Requirement: Needed from the data below: all lines that contain the word "SummarizerConfig".

Data records:
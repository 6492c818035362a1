use chrono::{Duration, TimeZone, Utc};
use paper_radar::candidate::{Candidate, RawCandidate};
use paper_radar::config::ScoringConfig;
use paper_radar::{CandidateBatch, InterestProfile, Scorer};

fn cand(i: usize, title: &str, abs: &str, cat: &str) -> Candidate {
    Candidate {
        id: format!("2503.{i:05}"),
        title: title.into(),
        authors: vec!["A. One".into(), "B. Two".into()],
        r#abstract: abs.into(),
        categories: vec![cat.into()],
        published_at: Utc.with_ymd_and_hms(2025, 3, 3, 12, 0, 0).unwrap() - Duration::minutes(i as i64),
        link: format!("https://arxiv.org/abs/2503.{i:05}"),
    }
}

fn mixed_batch(n: usize) -> CandidateBatch {
    let texts = [
        ("Dark matter halos in cosmology", "We constrain dark energy with a new survey.", "astro-ph.CO"),
        ("Transit spectroscopy of exoplanets", "Planetary atmospheres from transit data.", "astro-ph.EP"),
        ("Asteroseismology of binary stars", "Stellar oscillations observed by photometry.", "astro-ph.SR"),
        ("Instrument control software", "Firmware description for a detector.", "astro-ph.IM"),
        ("A supernova in a nearby galaxy", "The transient shows gamma-ray emission.", "astro-ph.HE"),
    ];
    let candidates = (0..n)
        .map(|i| {
            let (t, a, c) = texts[i % texts.len()];
            cand(i, &format!("{t} ({i})"), a, c)
        })
        .collect();
    CandidateBatch::from_candidates(candidates)
}

#[test]
fn every_candidate_is_scored_once_in_range() {
    let profile = InterestProfile::default_template();
    let batch = mixed_batch(57);
    let scored = Scorer::default().score_batch(&profile, &batch);
    assert_eq!(scored.scored.len(), 57);
    assert_eq!(scored.scanned_count(), 57);
    for (sc, c) in scored.scored.iter().zip(&batch.candidates) {
        assert_eq!(sc.candidate.id, c.id, "input order kept");
        assert!(sc.fit_score <= 100);
        assert!(!sc.rationale.is_empty());
    }
}

#[test]
fn malformed_entries_are_counted_not_scored() {
    let raw = vec![
        RawCandidate {
            id: Some("ok".into()),
            title: Some("Cosmology".into()),
            r#abstract: Some("Dark energy.".into()),
            published_at: Some("2025-03-01".into()),
            categories: Some(vec!["astro-ph.CO".into()]),
            ..Default::default()
        },
        RawCandidate {
            id: Some("no-abstract".into()),
            title: Some("Cosmology".into()),
            published_at: Some("2025-03-01".into()),
            ..Default::default()
        },
    ];
    let batch = CandidateBatch::from_raw(raw);
    let scored = Scorer::default().score_batch(&InterestProfile::default_template(), &batch);
    assert_eq!(scored.scanned_count(), 2);
    assert_eq!(scored.scored.len(), 1);
    assert_eq!(scored.malformed[0].id, "no-abstract");
    assert_eq!(scored.malformed[0].missing, "abstract");
}

#[test]
fn negative_keyword_clamps_every_match() {
    let mut profile = InterestProfile::default_template();
    profile.negative_keywords.insert("supernova".into());
    let cfg = ScoringConfig::default();
    let scored = Scorer::new(cfg.clone()).score_batch(&profile, &mixed_batch(40));
    let hits: Vec<_> = scored
        .scored
        .iter()
        .filter(|s| !s.breakdown.negative_hits.is_empty())
        .collect();
    assert_eq!(hits.len(), 8);
    assert!(hits.iter().all(|s| s.fit_score <= cfg.negative_ceiling));
}

#[test]
fn must_watch_floor_holds_without_other_matches() {
    let mut profile = InterestProfile::default_template();
    profile.must_watch_topics.insert("kilonova".into());
    let c = cand(1, "A kilonova candidate", "Short note.", "astro-ph.HE");
    let s = Scorer::default().score(&profile, &c);
    assert!(s.fit_score >= 70);
    assert_eq!(s.breakdown.must_watch_hits, vec!["kilonova".to_string()]);
}

#[test]
fn unmatched_candidate_keeps_dimension_score() {
    let profile = InterestProfile::default_template();
    let c = cand(2, "Instrument control", "Firmware description.", "physics.ins-det");
    let s = Scorer::default().score(&profile, &c);
    assert!(s.fit_score > 0);
    assert_eq!(s.primary_topic, "category:physics.ins-det");
}

#[test]
fn custom_baseline_changes_floor() {
    let profile = InterestProfile::default_template();
    let c = cand(3, "Instrument control", "Firmware description.", "physics.ins-det");
    let s = Scorer::new(ScoringConfig {
        dimension_baseline: 0.2,
        ..Default::default()
    })
    .score(&profile, &c);
    assert_eq!(s.fit_score, 20);
}
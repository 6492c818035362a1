use paper_radar::summarize::FixedSummarizer;
use paper_radar::{default_log_filter, CandidateBatch, InterestProfile, Pipeline};
use std::io;
use std::sync::{Arc, Mutex};
use tracing_subscriber::{fmt, prelude::*, EnvFilter};

#[derive(Clone, Default)]
struct Captured(Arc<Mutex<Vec<u8>>>);

impl io::Write for Captured {
    fn write(&mut self, buf: &[u8]) -> io::Result<usize> {
        self.0.lock().unwrap().extend_from_slice(buf);
        Ok(buf.len())
    }

    fn flush(&mut self) -> io::Result<()> {
        Ok(())
    }
}

const ONE: &str = r#"[{"id": "2503.20001", "title": "Dark energy constraints",
  "abstract": "Dark energy cosmology.", "published_at": "2025-03-02T10:00:00Z",
  "categories": ["astro-ph.CO"]}]"#;

#[test]
fn default_filter_keeps_library_info_events() {
    let sink = Captured::default();
    let writer = sink.clone();
    let subscriber = tracing_subscriber::registry()
        .with(EnvFilter::new(default_log_filter()))
        .with(fmt::layer().with_ansi(false).with_writer(move || writer.clone()));

    tracing::subscriber::with_default(subscriber, || {
        let batch = CandidateBatch::from_json_str(ONE).unwrap();
        Pipeline::default()
            .run(
                &InterestProfile::default_template(),
                &batch,
                &FixedSummarizer("fixed".into()),
            )
            .unwrap();
    });

    let out = String::from_utf8(sink.0.lock().unwrap().clone()).unwrap();
    assert!(out.contains("candidate batch scored"), "{out}");
    assert!(out.contains("selection complete"), "{out}");
    assert!(out.contains("run complete"), "{out}");
}

#[test]
fn default_filter_names_every_target() {
    let filter = default_log_filter();
    for t in paper_radar::LOG_TARGETS {
        assert!(filter.contains(&format!("{t}=info")), "{filter}");
    }
    assert!(filter.ends_with(",warn"));
}
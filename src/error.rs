// src/error.rs
//! Error taxonomy for the radar pipeline.
//!
//! Library code returns [`RadarError`]; the binary wraps it with `anyhow` context.
//! Every variant knows the pipeline [`Stage`] it belongs to, so a failed run can say
//! which stage failed and why.

use serde::Serialize;
use std::fmt;
use std::path::PathBuf;

/// Pipeline stage an error originated from.
#[derive(Debug, Clone, Copy, PartialEq, Eq, Serialize)]
#[serde(rename_all = "snake_case")]
pub enum Stage {
    Profile,
    Scoring,
    Selection,
    Report,
    Io,
}

impl fmt::Display for Stage {
    fn fmt(&self, f: &mut fmt::Formatter<'_>) -> fmt::Result {
        let s = match self {
            Stage::Profile => "profile",
            Stage::Scoring => "scoring",
            Stage::Selection => "selection",
            Stage::Report => "report",
            Stage::Io => "io",
        };
        f.write_str(s)
    }
}

#[derive(Debug, thiserror::Error)]
pub enum RadarError {
    /// Reference corpus is empty or too small to derive a profile.
    #[error("insufficient reference data ({records} records): {reason}")]
    InsufficientData { records: usize, reason: String },

    /// A candidate is missing a required field. Recovered by exclusion.
    #[error("malformed candidate `{id}`: missing {missing}")]
    MalformedCandidate { id: String, missing: String },

    /// Nothing to rank this run.
    #[error("candidate batch is empty; no recommendation possible")]
    EmptyBatch,

    /// Neither a stored profile nor a template could be loaded.
    #[error("no interest profile available: {reason}")]
    ProfileUnavailable { reason: String },

    #[error("I/O error at {path:?}: {source}")]
    Io {
        path: PathBuf,
        source: std::io::Error,
    },

    #[error("invalid JSON in {what}: {source}")]
    Json {
        what: String,
        source: serde_json::Error,
    },
}

/// Convenience alias used throughout the crate.
pub type Result<T> = std::result::Result<T, RadarError>;

impl RadarError {
    pub fn malformed(id: impl Into<String>, missing: impl Into<String>) -> Self {
        Self::MalformedCandidate {
            id: id.into(),
            missing: missing.into(),
        }
    }

    pub fn insufficient(records: usize, reason: impl Into<String>) -> Self {
        Self::InsufficientData {
            records,
            reason: reason.into(),
        }
    }

    pub fn io(path: impl Into<PathBuf>, source: std::io::Error) -> Self {
        Self::Io {
            path: path.into(),
            source,
        }
    }

    pub fn json(what: impl Into<String>, source: serde_json::Error) -> Self {
        Self::Json {
            what: what.into(),
            source,
        }
    }

    /// Stage the error belongs to.
    pub fn stage(&self) -> Stage {
        match self {
            Self::InsufficientData { .. } | Self::ProfileUnavailable { .. } => Stage::Profile,
            Self::MalformedCandidate { .. } => Stage::Scoring,
            Self::EmptyBatch => Stage::Selection,
            Self::Io { .. } | Self::Json { .. } => Stage::Io,
        }
    }

    /// True for errors that end the run without a selection result.
    pub fn is_fatal(&self) -> bool {
        !matches!(self, Self::MalformedCandidate { .. })
    }
}

#[cfg(test)]
mod tests {
    use super::*;

    #[test]
    fn stages_and_fatality() {
        assert_eq!(RadarError::EmptyBatch.stage(), Stage::Selection);
        assert!(RadarError::EmptyBatch.is_fatal());

        let m = RadarError::malformed("2501.00001", "abstract");
        assert_eq!(m.stage(), Stage::Scoring);
        assert!(!m.is_fatal());
        assert_eq!(
            m.to_string(),
            "malformed candidate `2501.00001`: missing abstract"
        );

        let i = RadarError::insufficient(0, "empty corpus");
        assert_eq!(i.stage().to_string(), "profile");
    }
}
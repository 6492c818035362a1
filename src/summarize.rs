// src/summarize.rs
//! Pluggable reasoning engine for the natural-language summary of a selected paper.
//!
//! - [`ExtractiveSummarizer`]: default, first sentences of the abstract.
//! - [`FixedSummarizer`]: returns the same text for every candidate (tests/local runs).
//! - [`CommandSummarizer`]: pipes a prompt to an external command and reads stdout;
//!   falls back to the extractive summary on any failure.
//! - [`CachingSummarizer`]: file cache keyed by SHA-256 of (candidate id, profile revision).

use crate::candidate::Candidate;
use crate::config::{SummarizerConfig, SummarizerKind};
use crate::profile::InterestProfile;
use crate::text::sentences;
use serde::{Deserialize, Serialize};
use sha2::{Digest, Sha256};
use std::fs;
use std::io::{self, Read, Write};
use std::path::{Path, PathBuf};
use std::process::{Command, Stdio};
use tracing::{debug, warn};

/// Hard cap on summary length, in characters.
pub const MAX_SUMMARY_CHARS: usize = 600;

pub trait Summarizer: Send + Sync {
    fn summarize(&self, candidate: &Candidate, profile: &InterestProfile) -> String;
    fn name(&self) -> &'static str;
}

pub type DynSummarizer = Box<dyn Summarizer>;

/// Single line, no control characters, at most `max` chars. Collapses whitespace.
pub fn sanitize_line(input: &str, max: usize) -> String {
    let mut out = String::with_capacity(input.len().min(max));
    let mut prev_space = false;
    let mut n = 0;
    for ch in input.chars() {
        let c = if ch.is_whitespace() || ch.is_control() {
            ' '
        } else {
            ch
        };
        if c == ' ' {
            if !prev_space && !out.is_empty() {
                out.push(' ');
                n += 1;
            }
            prev_space = true;
        } else {
            out.push(c);
            n += 1;
            prev_space = false;
        }
        if n >= max {
            break;
        }
    }
    out.trim().to_string()
}

// ------------------------------------------------------------
// Extractive / fixed
// ------------------------------------------------------------

#[derive(Debug, Clone)]
pub struct ExtractiveSummarizer {
    max_sentences: usize,
}

impl Default for ExtractiveSummarizer {
    fn default() -> Self {
        Self::new(3)
    }
}

impl ExtractiveSummarizer {
    pub fn new(max_sentences: usize) -> Self {
        Self {
            max_sentences: max_sentences.clamp(1, 3),
        }
    }

    pub fn extract(&self, candidate: &Candidate) -> String {
        let picked = sentences(&candidate.r#abstract)
            .into_iter()
            .take(self.max_sentences)
            .collect::<Vec<_>>()
            .join(" ");
        sanitize_line(&picked, MAX_SUMMARY_CHARS)
    }
}

impl Summarizer for ExtractiveSummarizer {
    fn summarize(&self, candidate: &Candidate, _profile: &InterestProfile) -> String {
        self.extract(candidate)
    }
    fn name(&self) -> &'static str {
        "extractive"
    }
}

/// Test double.
#[derive(Debug, Clone)]
pub struct FixedSummarizer(pub String);

impl Summarizer for FixedSummarizer {
    fn summarize(&self, _candidate: &Candidate, _profile: &InterestProfile) -> String {
        self.0.clone()
    }
    fn name(&self) -> &'static str {
        "fixed"
    }
}

// ------------------------------------------------------------
// External command
// ------------------------------------------------------------

pub struct CommandSummarizer {
    program: String,
    args: Vec<String>,
    fallback: ExtractiveSummarizer,
}

impl CommandSummarizer {
    /// `argv[0]` is the program; None when `argv` is empty.
    pub fn new(argv: &[String], fallback: ExtractiveSummarizer) -> Option<Self> {
        let (program, args) = argv.split_first()?;
        Some(Self {
            program: program.clone(),
            args: args.to_vec(),
            fallback,
        })
    }

    fn run(&self, prompt: &str) -> io::Result<String> {
        let mut child = Command::new(&self.program)
            .args(&self.args)
            .stdin(Stdio::piped())
            .stdout(Stdio::piped())
            .stderr(Stdio::null())
            .spawn()?;
        if let Some(mut stdin) = child.stdin.take() {
            stdin.write_all(prompt.as_bytes())?;
        }
        let out = child.wait_with_output()?;
        if !out.status.success() {
            return Err(io::Error::new(
                io::ErrorKind::Other,
                format!("summarizer exited with {}", out.status),
            ));
        }
        Ok(String::from_utf8_lossy(&out.stdout).into_owned())
    }
}

/// Prompt handed to the external engine on stdin.
pub fn build_prompt(candidate: &Candidate, profile: &InterestProfile) -> String {
    let topics: Vec<&str> = profile.topics.iter().map(|t| t.label.as_str()).collect();
    format!(
        "Summarize this paper in 2-3 sentences for a researcher interested in: {}.\n\
         Title: {}\nAuthors: {}\nCategories: {}\nAbstract: {}\n",
        topics.join(", "),
        candidate.title,
        candidate.authors.join(", "),
        candidate.categories.join(", "),
        candidate.r#abstract
    )
}

impl Summarizer for CommandSummarizer {
    fn summarize(&self, candidate: &Candidate, profile: &InterestProfile) -> String {
        match self.run(&build_prompt(candidate, profile)) {
            Ok(text) => {
                let line = sanitize_line(&text, MAX_SUMMARY_CHARS);
                if line.is_empty() {
                    warn!(target: "pipeline", id = %candidate.id, "summarizer returned nothing; using extractive");
                    self.fallback.extract(candidate)
                } else {
                    line
                }
            }
            Err(e) => {
                warn!(
                    target: "pipeline",
                    id = %candidate.id,
                    program = %self.program,
                    error = %e,
                    "summarizer command failed; using extractive"
                );
                self.fallback.extract(candidate)
            }
        }
    }
    fn name(&self) -> &'static str {
        "command"
    }
}

// ------------------------------------------------------------
// Caching wrapper
// ------------------------------------------------------------

#[derive(Debug, Serialize, Deserialize)]
struct CachedSummary {
    id: String,
    revision: u64,
    summary: String,
}

pub struct CachingSummarizer<S: Summarizer> {
    inner: S,
    cache_dir: PathBuf,
}

impl<S: Summarizer> CachingSummarizer<S> {
    pub fn new(inner: S, cache_dir: PathBuf) -> Self {
        let _ = fs::create_dir_all(&cache_dir); // best-effort
        Self { inner, cache_dir }
    }
}

impl<S: Summarizer> Summarizer for CachingSummarizer<S> {
    fn summarize(&self, candidate: &Candidate, profile: &InterestProfile) -> String {
        let key = cache_key(&candidate.id, profile.revision);
        if let Some(hit) = read_cache_file(&self.cache_dir, &key) {
            debug!(target: "pipeline", id = %candidate.id, "summary cache hit");
            return hit.summary;
        }
        let summary = self.inner.summarize(candidate, profile);
        if !summary.is_empty() {
            let entry = CachedSummary {
                id: candidate.id.clone(),
                revision: profile.revision,
                summary: summary.clone(),
            };
            if let Err(e) = write_cache_file(&self.cache_dir, &key, &entry) {
                warn!(target: "pipeline", error = %e, "could not write summary cache");
            }
        }
        summary
    }
    fn name(&self) -> &'static str {
        self.inner.name()
    }
}

fn cache_key(id: &str, revision: u64) -> String {
    let mut h = Sha256::new();
    h.update(id.as_bytes());
    h.update(b"\n");
    h.update(revision.to_le_bytes());
    format!("{:x}", h.finalize())
}

fn cache_path(dir: &Path, key: &str) -> PathBuf {
    dir.join(format!("{key}.json"))
}

fn read_cache_file(dir: &Path, key: &str) -> Option<CachedSummary> {
    let mut file = fs::File::open(cache_path(dir, key)).ok()?;
    let mut buf = String::new();
    file.read_to_string(&mut buf).ok()?;
    serde_json::from_str(&buf).ok()
}

fn write_cache_file(dir: &Path, key: &str, value: &CachedSummary) -> io::Result<()> {
    let path = cache_path(dir, key);
    let tmp = path.with_extension("json.tmp");
    let json = serde_json::to_string(value)
        .map_err(|e| io::Error::new(io::ErrorKind::InvalidData, e))?;
    let mut f = fs::File::create(&tmp)?;
    f.write_all(json.as_bytes())?;
    fs::rename(tmp, path)?;
    Ok(())
}

// ------------------------------------------------------------
// Factory
// ------------------------------------------------------------

pub fn build_summarizer(cfg: &SummarizerConfig) -> DynSummarizer {
    let extractive = ExtractiveSummarizer::new(cfg.max_sentences);
    match (cfg.kind, &cfg.cache_dir) {
        (SummarizerKind::Command, cache) => {
            let Some(cmd) = CommandSummarizer::new(&cfg.command, extractive.clone()) else {
                warn!(target: "pipeline", "summarizer kind is `command` but no command is set; using extractive");
                return Box::new(extractive);
            };
            match cache {
                Some(dir) => Box::new(CachingSummarizer::new(cmd, dir.clone())),
                None => Box::new(cmd),
            }
        }
        // extractive output is deterministic; nothing to cache
        (SummarizerKind::Extractive, _) => Box::new(extractive),
    }
}

#[cfg(test)]
mod tests {
    use super::*;
    use chrono::Utc;
    use std::sync::atomic::{AtomicUsize, Ordering};

    fn cand(abs: &str) -> Candidate {
        Candidate {
            id: "2503.00001".into(),
            title: "T".into(),
            authors: vec![],
            r#abstract: abs.into(),
            categories: vec![],
            published_at: Utc::now(),
            link: String::new(),
        }
    }

    #[test]
    fn sanitize_collapses_and_caps() {
        assert_eq!(sanitize_line("  a\n\tb  c ", 100), "a b c");
        assert_eq!(sanitize_line("星系演化 研究", 100), "星系演化 研究");
        assert_eq!(sanitize_line(&"x".repeat(50), 10).chars().count(), 10);
    }

    #[test]
    fn extractive_takes_leading_sentences() {
        let s = ExtractiveSummarizer::new(2).extract(&cand("One. Two! Three? Four."));
        assert_eq!(s, "One. Two!");
    }

    #[test]
    fn missing_command_falls_back_to_extractive() {
        let cfg = SummarizerConfig {
            kind: SummarizerKind::Command,
            ..Default::default()
        };
        assert_eq!(build_summarizer(&cfg).name(), "extractive");

        let cmd = CommandSummarizer::new(
            &["/nonexistent/radar-summarizer".to_string()],
            ExtractiveSummarizer::default(),
        )
        .unwrap();
        let p = InterestProfile::default_template();
        assert_eq!(cmd.summarize(&cand("Only sentence."), &p), "Only sentence.");
    }

    struct Counting(AtomicUsize);
    impl Summarizer for Counting {
        fn summarize(&self, _c: &Candidate, _p: &InterestProfile) -> String {
            self.0.fetch_add(1, Ordering::SeqCst);
            "cached text".into()
        }
        fn name(&self) -> &'static str {
            "counting"
        }
    }

    #[test]
    fn cache_is_keyed_by_id_and_revision() {
        let dir = tempfile::tempdir().unwrap();
        let s = CachingSummarizer::new(Counting(AtomicUsize::new(0)), dir.path().to_path_buf());
        let mut p = InterestProfile::default_template();
        let c = cand("x.");
        assert_eq!(s.summarize(&c, &p), "cached text");
        assert_eq!(s.summarize(&c, &p), "cached text");
        assert_eq!(s.inner.0.load(Ordering::SeqCst), 1);

        p.revision += 1;
        s.summarize(&c, &p);
        assert_eq!(s.inner.0.load(Ordering::SeqCst), 2);
    }
}
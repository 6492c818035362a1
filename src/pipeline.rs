// src/pipeline.rs
//! One radar run: Interest Profile + Candidate Batch → Selection Result + summaries.
//!
//! The profile and the whole batch are materialized before scoring starts. Corpus-level
//! failures end the run with the failing stage attached; no partial result is returned.

use crate::candidate::CandidateBatch;
use crate::config::{RadarConfig, ScoringConfig, SelectionConfig};
use crate::error::{RadarError, Result};
use crate::profile::{InterestProfile, ProfileBuilder, ProfileOrigin, ProfileStore};
use crate::reference::ReferenceCorpus;
use crate::report::SummaryLine;
use crate::scoring::Scorer;
use crate::select::{SelectionResult, Selector};
use crate::summarize::Summarizer;
use serde::Serialize;
use tracing::{info, warn};

#[derive(Debug, Clone, PartialEq, Serialize)]
pub struct RunOutput {
    pub profile_revision: u64,
    pub selection: SelectionResult,
    pub summaries: Vec<SummaryLine>,
}

#[derive(Debug, Clone, Default)]
pub struct Pipeline {
    scorer: Scorer,
    selector: Selector,
}

impl Pipeline {
    pub fn new(scoring: ScoringConfig, selection: SelectionConfig) -> Self {
        Self {
            scorer: Scorer::new(scoring),
            selector: Selector::new(selection),
        }
    }

    pub fn from_config(cfg: &RadarConfig) -> Self {
        Self::new(cfg.scoring.clone(), cfg.selection.clone())
    }

    pub fn run(
        &self,
        profile: &InterestProfile,
        batch: &CandidateBatch,
        summarizer: &dyn Summarizer,
    ) -> Result<RunOutput> {
        if batch.is_empty() {
            return Err(RadarError::EmptyBatch);
        }
        let scored = self.scorer.score_batch(profile, batch);
        let selection = self.selector.select(scored)?;

        let summaries: Vec<SummaryLine> = selection
            .top_k
            .iter()
            .map(|sc| SummaryLine {
                id: sc.candidate.id.clone(),
                summary: summarizer.summarize(&sc.candidate, profile),
            })
            .collect();

        info!(
            target: "pipeline",
            profile_revision = profile.revision,
            summarizer = summarizer.name(),
            scanned = selection.scanned_count,
            selected = selection.top_k.len(),
            "run complete"
        );
        Ok(RunOutput {
            profile_revision: profile.revision,
            selection,
            summaries,
        })
    }
}

/// Pick the profile for this run.
///
/// With a corpus (explicit refresh) a new profile is built and stored atomically. An
/// `InsufficientData` build falls back to the stored profile or the template; any other
/// failure is returned.
pub fn resolve_profile(
    corpus: Option<&ReferenceCorpus>,
    store: &ProfileStore,
    builder: &ProfileBuilder,
) -> Result<(InterestProfile, ProfileOrigin)> {
    if let Some(corpus) = corpus {
        match builder.build(corpus, store.stored_revision()) {
            Ok(profile) => {
                store.replace(&profile)?;
                return Ok((
                    profile,
                    ProfileOrigin::Built {
                        records: corpus.len(),
                    },
                ));
            }
            Err(e @ RadarError::InsufficientData { .. }) => {
                warn!(
                    target: "pipeline",
                    error = %e,
                    "profile refresh failed; falling back to previous profile or template"
                );
            }
            Err(e) => return Err(e),
        }
    }
    store.resolve()
}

Written response:
use crate::config::{SummarizerConfig, SummarizerKind};
pub fn build_summarizer(cfg: &SummarizerConfig) -> DynSummarizer {
        let cfg = SummarizerConfig {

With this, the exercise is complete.